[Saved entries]
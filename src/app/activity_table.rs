//! Activity table: drives an `ActivityFeed` over the network and renders it

use super::Services;
use crate::activity::{fetch_activity, ActivityFeed, FeedView, ResolveRequest};
use crate::currency::{format_denominated, CurrencyLine, CurrencyRegistry};
use crate::language::Language;
use crate::theme;
use crate::types::*;
use crate::ui::components::{empty_state, event_badge, loader, owner_line};
use crate::utils::format_date;
use crate::viewport::ViewportController;
use eframe::egui;
use tokio::sync::mpsc::{unbounded_channel, UnboundedReceiver, UnboundedSender};
use tokio_util::sync::CancellationToken;
use tracing::{debug, error};

enum TableMessage {
    Activity {
        fetch_id: u64,
        activity: Vec<OrderEvent>,
    },
    Profiles {
        generation: u64,
        profiles: Option<Vec<Profile>>,
    },
}

/// Something the user asked for from inside the table
#[derive(Debug, Clone, PartialEq)]
pub enum TableAction {
    OpenAsset(String),
    OpenProfile(String),
    OpenOrder(ResolvedOrder),
}

#[derive(Debug, Clone, Copy, PartialEq, Eq)]
pub enum PageDirection {
    Previous,
    Next,
}

/// Read-only inputs the table renders with
pub struct TableEnv<'a> {
    pub registry: &'a CurrencyRegistry,
    pub language: &'a Language,
    pub asset_base_url: &'a str,
    /// Denomination of the subject asset, for the quantity column
    pub denomination: Option<u32>,
}

pub struct ActivityTable {
    query: Option<ActivityQuery>,
    feed: ActivityFeed,
    fetch_id: u64,
    tx: UnboundedSender<TableMessage>,
    rx: UnboundedReceiver<TableMessage>,
    resolve_token: Option<CancellationToken>,
    scroll_pending: bool,
}

impl ActivityTable {
    pub fn new(sort: SortOption) -> Self {
        let (tx, rx) = unbounded_channel();
        Self {
            query: None,
            feed: ActivityFeed::new(sort),
            fetch_id: 0,
            tx,
            rx,
            resolve_token: None,
            scroll_pending: false,
        }
    }

    pub fn feed(&self) -> &ActivityFeed {
        &self.feed
    }

    /// Fetch activity for `query` unless it is already the current one
    pub fn set_query(&mut self, query: ActivityQuery, services: &Services) {
        if self.query.as_ref() == Some(&query) {
            return;
        }
        self.cancel_resolution();
        self.feed.begin_fetch();
        self.fetch_id += 1;
        self.query = Some(query.clone());

        let fetch_id = self.fetch_id;
        let tx = self.tx.clone();
        let api = services.api.clone();
        let ctx = services.ctx.clone();
        debug!(fetch_id, ?query, "Fetching activity");
        services.runtime.spawn(async move {
            match fetch_activity(api.as_ref(), &query).await {
                Ok(activity) => {
                    let _ = tx.send(TableMessage::Activity { fetch_id, activity });
                    ctx.request_repaint();
                }
                // The table keeps showing its loader
                Err(e) => error!(error = %e, ?query, "Failed to fetch activity"),
            }
        });
    }

    /// Apply finished network work. Call once per frame.
    pub fn poll(&mut self, services: &Services) {
        while let Ok(message) = self.rx.try_recv() {
            match message {
                TableMessage::Activity { fetch_id, activity } => {
                    if fetch_id != self.fetch_id {
                        debug!(fetch_id, current = self.fetch_id, "Discarding stale activity");
                        continue;
                    }
                    if let Some(request) = self.feed.set_activity(activity) {
                        self.spawn_resolution(request, services);
                    }
                }
                TableMessage::Profiles {
                    generation,
                    profiles,
                } => {
                    self.feed.apply_profiles(generation, profiles.as_deref());
                }
            }
        }
    }

    pub fn set_sort(&mut self, sort: SortOption, services: &Services) {
        if let Some(request) = self.feed.set_sort(sort) {
            self.spawn_resolution(request, services);
        }
    }

    pub fn paginate(&mut self, direction: PageDirection, services: &Services) {
        let request = match direction {
            PageDirection::Previous => self.feed.previous(),
            PageDirection::Next => self.feed.next(),
        };
        if let Some(request) = request {
            debug!(cursor = self.feed.cursor(), ?direction, "Page changed");
            self.spawn_resolution(request, services);
            self.scroll_pending = true;
        }
    }

    fn cancel_resolution(&mut self) {
        if let Some(token) = self.resolve_token.take() {
            token.cancel();
        }
    }

    /// Look up profiles for the visible group, superseding any earlier lookup
    fn spawn_resolution(&mut self, request: ResolveRequest, services: &Services) {
        self.cancel_resolution();
        let token = CancellationToken::new();
        self.resolve_token = Some(token.clone());

        let tx = self.tx.clone();
        let api = services.api.clone();
        let ctx = services.ctx.clone();
        let ResolveRequest {
            generation,
            addresses,
        } = request;

        services.runtime.spawn(async move {
            let profiles = tokio::select! {
                _ = token.cancelled() => {
                    debug!(generation, "Profile lookup superseded");
                    return;
                }
                result = api.get_registry_profiles(&addresses) => match result {
                    Ok(profiles) => Some(profiles),
                    Err(e) => {
                        error!(error = %e, count = addresses.len(), "Failed to fetch profiles");
                        None
                    }
                },
            };
            let _ = tx.send(TableMessage::Profiles {
                generation,
                profiles,
            });
            ctx.request_repaint();
        });
    }

    pub fn show(
        &mut self,
        ui: &mut egui::Ui,
        services: &Services,
        env: &TableEnv<'_>,
        viewport: &mut dyn ViewportController,
    ) -> Option<TableAction> {
        let mut action = None;
        let mut sort_choice = None;
        let mut page = None;

        let anchor = ui.cursor();
        let updating = self.feed.is_updating();

        match self.feed.view() {
            FeedView::Loading => loader(ui),
            FeedView::Empty => empty_state(ui, env.language.no_activity),
            FeedView::Ready(group) => {
                // Header: count, sort selector, pager
                ui.horizontal(|ui| {
                    ui.label(
                        egui::RichText::new(format!(
                            "{} ({})",
                            env.language.interactions,
                            self.feed.total()
                        ))
                        .size(theme::FONT_HEADING)
                        .strong(),
                    );
                    ui.with_layout(egui::Layout::right_to_left(egui::Align::Center), |ui| {
                        if let Some(dir) = self.pager(ui, env.language, updating, true) {
                            page = Some(dir);
                        }
                        ui.add_enabled_ui(!updating, |ui| {
                            let current = self.feed.sort();
                            egui::ComboBox::from_id_salt("activity_sort")
                                .selected_text(current.label())
                                .show_ui(ui, |ui| {
                                    for option in SortOption::ALL {
                                        if ui
                                            .selectable_label(option == current, option.label())
                                            .clicked()
                                        {
                                            sort_choice = Some(option);
                                        }
                                    }
                                });
                        });
                    });
                });

                // Range indicator
                let (start, end) = self.feed.range();
                ui.horizontal(|ui| {
                    ui.label(
                        egui::RichText::new(format!("{}: {}-{}", env.language.showing, start, end))
                            .size(theme::FONT_SECTION)
                            .color(theme::TEXT_MUTED),
                    );
                    if updating {
                        ui.label(
                            egui::RichText::new(format!("{}...", env.language.updating))
                                .size(theme::FONT_SECTION)
                                .color(theme::ACCENT),
                        );
                    }
                });
                ui.add_space(theme::SPACING_SM);

                if let Some(a) = Self::table(ui, group, env) {
                    action = Some(a);
                }

                // Footer pager
                ui.add_space(theme::SPACING_MD);
                ui.horizontal(|ui| {
                    if let Some(dir) = self.pager(ui, env.language, updating, false) {
                        page = Some(dir);
                    }
                });
            }
        }

        if let Some(sort) = sort_choice {
            self.set_sort(sort, services);
        }
        if let Some(direction) = page {
            self.paginate(direction, services);
        } else if self.scroll_pending {
            // One frame after the cursor moved
            self.scroll_pending = false;
            let smooth = viewport.supports_smooth_scroll();
            viewport.scroll_into_view(anchor, smooth);
        }

        action
    }

    /// Previous/next controls; icon buttons in the header, text buttons in the footer
    fn pager(
        &self,
        ui: &mut egui::Ui,
        language: &Language,
        updating: bool,
        compact: bool,
    ) -> Option<PageDirection> {
        let can_previous = self.feed.can_previous() && !updating;
        let can_next = self.feed.can_next() && !updating;
        let mut clicked = None;

        if compact {
            // right-to-left layout: next first
            if ui
                .add_enabled(can_next, theme::icon_button(egui_phosphor::regular::CARET_RIGHT))
                .on_hover_text(language.next)
                .clicked()
            {
                clicked = Some(PageDirection::Next);
            }
            if ui
                .add_enabled(can_previous, theme::icon_button(egui_phosphor::regular::CARET_LEFT))
                .on_hover_text(language.previous)
                .clicked()
            {
                clicked = Some(PageDirection::Previous);
            }
        } else {
            if ui
                .add_enabled(can_previous, theme::button(language.previous))
                .clicked()
            {
                clicked = Some(PageDirection::Previous);
            }
            if ui
                .add_enabled(can_next, theme::button_accent(language.next))
                .clicked()
            {
                clicked = Some(PageDirection::Next);
            }
        }
        clicked
    }

    fn table(ui: &mut egui::Ui, group: &[ResolvedOrder], env: &TableEnv<'_>) -> Option<TableAction> {
        use egui_extras::{Column, TableBuilder};

        let mut action = None;

        theme::section_frame().show(ui, |ui| {
            let part = ui.available_width() / 10.0;
            TableBuilder::new(ui)
                .id_salt("activity_table")
                .striped(false)
                .resizable(false)
                .vscroll(false)
                .sense(egui::Sense::click())
                .cell_layout(egui::Layout::left_to_right(egui::Align::Center))
                .column(Column::exact(part * 1.4))
                .column(Column::exact(part * 1.8))
                .column(Column::exact(part * 1.8))
                .column(Column::exact(part * 1.3))
                .column(Column::exact(part * 1.6))
                .column(Column::remainder())
                .header(32.0, |mut header| {
                    for title in ["Event", "By", "To", "Quantity", "Price", "Date"] {
                        header.col(|ui| {
                            ui.label(
                                egui::RichText::new(title)
                                    .size(theme::FONT_LABEL)
                                    .strong()
                                    .color(theme::TEXT_MUTED),
                            );
                        });
                    }
                })
                .body(|body| {
                    body.rows(theme::ROW_HEIGHT, group.len(), |mut row| {
                        let order = &group[row.index()];
                        let event = &order.event;

                        row.col(|ui| event_badge(ui, event.kind));
                        row.col(|ui| {
                            if owner_line(ui, event.sender.as_deref(), order.sender_profile.as_ref()) {
                                action = event.sender.clone().map(TableAction::OpenProfile);
                            }
                        });
                        row.col(|ui| {
                            if owner_line(
                                ui,
                                event.receiver.as_deref(),
                                order.receiver_profile.as_ref(),
                            ) {
                                action = event.receiver.clone().map(TableAction::OpenProfile);
                            }
                        });
                        row.col(|ui| {
                            ui.label(format_denominated(&event.quantity, env.denomination));
                        });
                        row.col(|ui| {
                            let line = CurrencyLine::new(
                                Some(&event.price),
                                Some(&event.swap_token),
                                env.registry,
                                env.asset_base_url,
                            );
                            if let Some(id) = line.and_then(|l| l.show(ui, None)) {
                                action = Some(TableAction::OpenAsset(id));
                            }
                        });
                        row.col(|ui| {
                            ui.label(
                                egui::RichText::new(format_date(event.timestamp))
                                    .size(theme::FONT_LABEL)
                                    .color(theme::TEXT_MUTED),
                            );
                        });

                        let response = row.response();
                        if response.hovered() {
                            response.ctx.set_cursor_icon(egui::CursorIcon::PointingHand);
                        }
                        if response.clicked() && action.is_none() {
                            action = Some(TableAction::OpenOrder(order.clone()));
                        }
                    });
                });
        });

        action
    }
}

▸ WHAT NEEDS TO BE DONE:
List every line above that holds the word "Failed".

▸ RESPONSE TO THIS TASK:
                Err(e) => error!(error = %e, ?query, "Failed to fetch activity"),
                        error!(error = %e, count = addresses.len(), "Failed to fetch profiles");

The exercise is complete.